In other words, for example, should a good set of nonwords rely on CVCV structures only to the extent that these exist in the two-syllable words in the lexicon? Is it useful to include presumably articulatorily complex sequences such as triconsonantal clusters, or rare consonant sequences across syllable boundaries? What is the relationship between the relative frequency of particular consonants (eg dh) and their being late-acquired?
And what exactly would a specifically phonological impairment look like? Should errors be predicted mainly in one natural class, such as fricatives (but how would you differentiate a phonological difficulty with a natural class from an articulatory or perceptual difficulty with fricative production or perception?), or mainly in syllable structure, or stress assignment? Would you predict that a nonword where all the consonants were voiceless stops would be easier or harder than one where all the consonants were nasals, and if so, why? would it be useful to have multisyllabic items with all front vowels, or all back vowels, rather than a mixture?
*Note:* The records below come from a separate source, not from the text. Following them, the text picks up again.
//! Data entities: server records, groups and their measured state
//!
//! A record is split into a mandatory core (identity, address, transport)
//! plus a [`ProtocolSettings`] variant holding only the fields meaningful to
//! its protocol, so invalid field combinations cannot be represented.

use crate::{Error, Result};
use chrono::{DateTime, Utc};
use ipnet::IpNet;
use serde::{Deserialize, Serialize};
use std::fmt;
use std::time::Duration;
use uuid::Uuid;

/// EWMA weights for latency smoothing. Recent samples dominate 70/30,
/// damping single-sample spikes without discarding trend. Applied at every
/// sample count (see DESIGN.md).
pub const EWMA_NEW_WEIGHT: f64 = 0.7;
pub const EWMA_OLD_WEIGHT: f64 = 0.3;

/// Consecutive failed probes after which a record is flagged unreachable
/// and excluded from candidate selection.
pub const UNREACHABLE_AFTER_FAILURES: u32 = 3;

/// Wire protocol tag (closed set)
#[derive(Debug, Clone, Copy, PartialEq, Eq, Hash, Serialize, Deserialize)]
#[serde(rename_all = "lowercase")]
pub enum Protocol {
    Vmess,
    Vless,
    Trojan,
    Shadowsocks,
    Hysteria,
    Reality,
    Xhttp,
}

impl Protocol {
    /// Default remote port when a URI omits one.
    pub fn default_port(&self) -> u16 {
        match self {
            Protocol::Shadowsocks => 8388,
            _ => 443,
        }
    }

    /// Whether the protocol cannot run without a TLS-class security layer.
    pub fn security_mandatory(&self) -> bool {
        matches!(
            self,
            Protocol::Trojan | Protocol::Hysteria | Protocol::Reality
        )
    }
}

impl fmt::Display for Protocol {
    fn fmt(&self, f: &mut fmt::Formatter<'_>) -> fmt::Result {
        match self {
            Protocol::Vmess => write!(f, "vmess"),
            Protocol::Vless => write!(f, "vless"),
            Protocol::Trojan => write!(f, "trojan"),
            Protocol::Shadowsocks => write!(f, "shadowsocks"),
            Protocol::Hysteria => write!(f, "hysteria"),
            Protocol::Reality => write!(f, "reality"),
            Protocol::Xhttp => write!(f, "xhttp"),
        }
    }
}

impl TryFrom<&str> for Protocol {
    type Error = Error;

    fn try_from(s: &str) -> Result<Self> {
        match s.to_lowercase().as_str() {
            "vmess" => Ok(Protocol::Vmess),
            "vless" => Ok(Protocol::Vless),
            "trojan" => Ok(Protocol::Trojan),
            "ss" | "shadowsocks" => Ok(Protocol::Shadowsocks),
            "hysteria" | "hysteria2" | "hy2" => Ok(Protocol::Hysteria),
            "reality" => Ok(Protocol::Reality),
            "xhttp" => Ok(Protocol::Xhttp),
            _ => Err(Error::parse(format!("Unknown protocol: {}", s))),
        }
    }
}

/// Protocol-specific credential and setting fields. Exactly one variant per
/// protocol tag; synthesis matches exhaustively.
#[derive(Debug, Clone, PartialEq, Eq, Serialize, Deserialize)]
#[serde(tag = "protocol", rename_all = "lowercase")]
pub enum ProtocolSettings {
    Vmess {
        uuid: String,
        alter_id: u16,
        /// Cipher hint carried in the share link (`auto`, `aes-128-gcm`, ...)
        security: String,
    },
    Vless {
        uuid: String,
        flow: Option<String>,
        encryption: String,
    },
    Trojan {
        password: String,
    },
    Shadowsocks {
        method: String,
        password: String,
    },
    Hysteria {
        password: String,
        obfs: Option<String>,
        obfs_password: Option<String>,
    },
    Reality {
        uuid: String,
        public_key: String,
        short_id: Option<String>,
        spider_x: Option<String>,
        flow: Option<String>,
    },
    Xhttp {
        uuid: String,
        mode: Option<String>,
    },
}

impl ProtocolSettings {
    pub fn protocol(&self) -> Protocol {
        match self {
            ProtocolSettings::Vmess { .. } => Protocol::Vmess,
            ProtocolSettings::Vless { .. } => Protocol::Vless,
            ProtocolSettings::Trojan { .. } => Protocol::Trojan,
            ProtocolSettings::Shadowsocks { .. } => Protocol::Shadowsocks,
            ProtocolSettings::Hysteria { .. } => Protocol::Hysteria,
            ProtocolSettings::Reality { .. } => Protocol::Reality,
            ProtocolSettings::Xhttp { .. } => Protocol::Xhttp,
        }
    }
}

/// Stream transport kind
#[derive(Debug, Clone, Copy, PartialEq, Eq, Default, Serialize, Deserialize)]
#[serde(rename_all = "lowercase")]
pub enum NetworkType {
    #[default]
    Tcp,
    Ws,
    Grpc,
    Xhttp,
}

impl fmt::Display for NetworkType {
    fn fmt(&self, f: &mut fmt::Formatter<'_>) -> fmt::Result {
        match self {
            NetworkType::Tcp => write!(f, "tcp"),
            NetworkType::Ws => write!(f, "ws"),
            NetworkType::Grpc => write!(f, "grpc"),
            NetworkType::Xhttp => write!(f, "xhttp"),
        }
    }
}

impl TryFrom<&str> for NetworkType {
    type Error = Error;

    fn try_from(s: &str) -> Result<Self> {
        match s {
            "tcp" | "" => Ok(NetworkType::Tcp),
            "ws" | "websocket" => Ok(NetworkType::Ws),
            "grpc" => Ok(NetworkType::Grpc),
            "xhttp" => Ok(NetworkType::Xhttp),
            _ => Err(Error::parse(format!("Unknown network type: {}", s))),
        }
    }
}

/// Security layer of the stream
#[derive(Debug, Clone, Copy, PartialEq, Eq, Default, Serialize, Deserialize)]
#[serde(rename_all = "lowercase")]
pub enum SecurityType {
    #[default]
    None,
    Tls,
    Reality,
}

impl fmt::Display for SecurityType {
    fn fmt(&self, f: &mut fmt::Formatter<'_>) -> fmt::Result {
        match self {
            SecurityType::None => write!(f, "none"),
            SecurityType::Tls => write!(f, "tls"),
            SecurityType::Reality => write!(f, "reality"),
        }
    }
}

/// Transport settings shared by all protocols
#[derive(Debug, Clone, PartialEq, Eq, Default, Serialize, Deserialize)]
pub struct TransportSettings {
    pub network: NetworkType,
    pub security: SecurityType,
    pub sni: Option<String>,
    pub alpn: Vec<String>,
    pub fingerprint: Option<String>,
    pub ws_path: Option<String>,
    pub ws_host: Option<String>,
    pub grpc_service_name: Option<String>,
    pub allow_insecure: bool,
}

/// Per-record routing overrides
#[derive(Debug, Clone, PartialEq, Eq, Default, Serialize, Deserialize)]
pub struct RoutingOverrides {
    pub bypass_domains: Vec<String>,
    pub block_domains: Vec<String>,
    pub bypass_cidrs: Vec<IpNet>,
    pub block_cidrs: Vec<IpNet>,
    pub dns_servers: Vec<String>,
}

/// Probe-driven measured state.
///
/// `smoothed_ping_ms == 0` is the "never probed" sentinel; a failed probe
/// never writes a numeric ping, it only bumps the failure counter.
#[derive(Debug, Clone, PartialEq, Eq, Default, Serialize, Deserialize)]
pub struct MeasuredState {
    pub smoothed_ping_ms: u32,
    pub sample_count: u32,
    pub consecutive_failures: u32,
    pub unreachable: bool,
    pub last_probe_at: Option<DateTime<Utc>>,
    pub last_success_at: Option<DateTime<Utc>>,
}

impl MeasuredState {
    /// Fold a successful latency measurement into the smoothed value and
    /// clear any failure streak.
    pub fn record_sample(&mut self, measured_ms: u32, now: DateTime<Utc>) {
        self.smoothed_ping_ms = if self.sample_count == 0 {
            measured_ms
        } else {
            (EWMA_NEW_WEIGHT * measured_ms as f64 + EWMA_OLD_WEIGHT * self.smoothed_ping_ms as f64)
                .round() as u32
        };
        self.sample_count += 1;
        self.consecutive_failures = 0;
        self.unreachable = false;
        self.last_probe_at = Some(now);
        self.last_success_at = Some(now);
    }

    /// Record a failed probe; flips the unreachable marker after
    /// [`UNREACHABLE_AFTER_FAILURES`] misses in a row.
    pub fn record_failure(&mut self, now: DateTime<Utc>) {
        self.consecutive_failures = self.consecutive_failures.saturating_add(1);
        if self.consecutive_failures >= UNREACHABLE_AFTER_FAILURES {
            self.unreachable = true;
        }
        self.last_probe_at = Some(now);
    }

    /// Eligible for selection: probed at least once and not flagged out.
    pub fn selectable(&self) -> bool {
        self.sample_count > 0 && !self.unreachable
    }
}

/// Traffic counters, fed by the engine's stats channel
#[derive(Debug, Clone, Copy, PartialEq, Eq, Default, Serialize, Deserialize)]
pub struct UsageStats {
    pub up_bytes: u64,
    pub down_bytes: u64,
    pub connection_count: u64,
}

/// One remote proxy endpoint
#[derive(Debug, Clone, PartialEq, Serialize, Deserialize)]
pub struct ServerRecord {
    pub id: Uuid,
    pub group_id: Uuid,
    pub name: String,
    pub address: String,
    pub port: u16,
    pub settings: ProtocolSettings,
    #[serde(default)]
    pub transport: TransportSettings,
    #[serde(default)]
    pub routing: RoutingOverrides,
    #[serde(default)]
    pub measured: MeasuredState,
    #[serde(default)]
    pub stats: UsageStats,
    #[serde(default)]
    pub favorite: bool,
    #[serde(default)]
    pub note: Option<String>,
}

impl ServerRecord {
    pub fn new(group_id: Uuid, name: String, address: String, port: u16, settings: ProtocolSettings) -> Self {
        ServerRecord {
            id: Uuid::new_v4(),
            group_id,
            name,
            address,
            port,
            settings,
            transport: TransportSettings::default(),
            routing: RoutingOverrides::default(),
            measured: MeasuredState::default(),
            stats: UsageStats::default(),
            favorite: false,
            note: None,
        }
    }

    pub fn protocol(&self) -> Protocol {
        self.settings.protocol()
    }

    /// Stable identity used to diff subscription refreshes.
    pub fn subscription_key(&self) -> String {
        format!("{}:{}:{}", self.protocol(), self.address, self.port)
    }

    /// Core sanity checks shared by every protocol.
    pub fn validate_core(&self) -> Result<()> {
        if self.address.is_empty() {
            return Err(Error::missing_field(&self.protocol().to_string(), "address"));
        }
        if self.port == 0 {
            return Err(Error::validation(format!(
                "{}: port must be in 1..=65535",
                self.protocol()
            )));
        }
        Ok(())
    }
}

/// Basic-auth credentials for subscription fetches
#[derive(Debug, Clone, PartialEq, Eq, Serialize, Deserialize)]
pub struct FetchAuth {
    pub username: String,
    pub password: String,
}

/// A named set of servers, optionally backed by a subscription URL
#[derive(Debug, Clone, PartialEq, Serialize, Deserialize)]
pub struct ServerGroup {
    pub id: Uuid,
    pub name: String,
    pub subscription_url: Option<String>,
    pub auto_update: bool,
    /// Base refresh interval in seconds; backoff multiplies this.
    pub update_interval_secs: u64,
    pub user_agent: Option<String>,
    pub auth: Option<FetchAuth>,
    pub last_update_at: Option<DateTime<Utc>>,
    pub consecutive_failures: u32,
    pub last_error: Option<String>,
    /// Set after too many consecutive refresh failures. The last-known-good
    /// record set stays usable.
    pub stale: bool,
}

impl ServerGroup {
    pub fn new(name: String) -> Self {
        ServerGroup {
            id: Uuid::new_v4(),
            name,
            subscription_url: None,
            auto_update: false,
            update_interval_secs: 3600,
            user_agent: None,
            auth: None,
            last_update_at: None,
            consecutive_failures: 0,
            last_error: None,
            stale: false,
        }
    }

    pub fn with_subscription(name: String, url: String, interval: Duration) -> Self {
        let mut g = Self::new(name);
        g.subscription_url = Some(url);
        g.auto_update = true;
        g.update_interval_secs = interval.as_secs();
        g
    }
}

#[cfg(test)]
mod tests {
    use super::*;

    #[test]
    fn ewma_first_sample_taken_verbatim() {
        let mut m = MeasuredState::default();
        m.record_sample(120, Utc::now());
        assert_eq!(m.smoothed_ping_ms, 120);
        assert_eq!(m.sample_count, 1);
    }

    #[test]
    fn ewma_weights_recent_sample() {
        let mut m = MeasuredState {
            smoothed_ping_ms: 100,
            sample_count: 4,
            ..Default::default()
        };
        m.record_sample(50, Utc::now());
        // round(0.7*50 + 0.3*100) = 65
        assert_eq!(m.smoothed_ping_ms, 65);
        assert_eq!(m.sample_count, 5);
    }

    #[test]
    fn failure_never_writes_numeric_ping() {
        let mut m = MeasuredState {
            smoothed_ping_ms: 42,
            sample_count: 3,
            ..Default::default()
        };
        m.record_failure(Utc::now());
        assert_eq!(m.smoothed_ping_ms, 42);
        assert!(!m.unreachable);
    }

    #[test]
    fn three_failures_flag_unreachable() {
        let mut m = MeasuredState {
            smoothed_ping_ms: 10,
            sample_count: 5,
            ..Default::default()
        };
        let now = Utc::now();
        m.record_failure(now);
        m.record_failure(now);
        assert!(m.selectable());
        m.record_failure(now);
        assert!(m.unreachable);
        assert!(!m.selectable());
    }

    #[test]
    fn success_resets_failure_streak() {
        let mut m = MeasuredState::default();
        let now = Utc::now();
        m.record_sample(30, now);
        m.record_failure(now);
        m.record_failure(now);
        m.record_failure(now);
        assert!(m.unreachable);
        m.record_sample(35, now);
        assert!(!m.unreachable);
        assert_eq!(m.consecutive_failures, 0);
    }

    #[test]
    fn never_probed_is_not_selectable() {
        assert!(!MeasuredState::default().selectable());
    }

    #[test]
    fn protocol_from_str_aliases() {
        assert_eq!(Protocol::try_from("ss").unwrap(), Protocol::Shadowsocks);
        assert_eq!(Protocol::try_from("hy2").unwrap(), Protocol::Hysteria);
        assert!(Protocol::try_from("snell").is_err());
    }

    #[test]
    fn subscription_key_is_protocol_addr_port() {
        let r = ServerRecord::new(
            Uuid::new_v4(),
            "n".into(),
            "example.com".into(),
            443,
            ProtocolSettings::Trojan {
                password: "p".into(),
            },
        );
        assert_eq!(r.subscription_key(), "trojan:example.com:443");
    }

    #[test]
    fn core_validation_rejects_port_zero() {
        let mut r = ServerRecord::new(
            Uuid::new_v4(),
            "n".into(),
            "example.com".into(),
            443,
            ProtocolSettings::Trojan {
                password: "p".into(),
            },
        );
        r.port = 0;
        assert!(matches!(r.validate_core(), Err(Error::Validation(_))));
    }
}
This matters because presumably, the usefulness of nonword repetition tests is the light which they are supposed to shed on phonology – but of course speech sounds can only be described as phonological to the extent that they mirror the properties of real words as really used in a real language. (You can’t use nonword minimal pairs to demonstrate a phonemic difference, for example: minimal pairs can only be drawn from the lexicon.) So nonwords have to reflect in some way the actual characteristics of the items in a person’s or a population’s actual lexicon. Phonology can’t exist without a lexicon, but while on the one hand nonwords that are too similar to real words undermine the rationale behind using non-words in the first place, on the other hand nonwords that are too dissimilar from the lexicon make the task into one of attempting to pronounce non-native sound sequences, rather than plausible-but-non-existent native word. Erring in either of these directions will no doubt leave us better off than with stimuli which are poorly controlled for phonological properties, but there are still plenty questions which need an answer.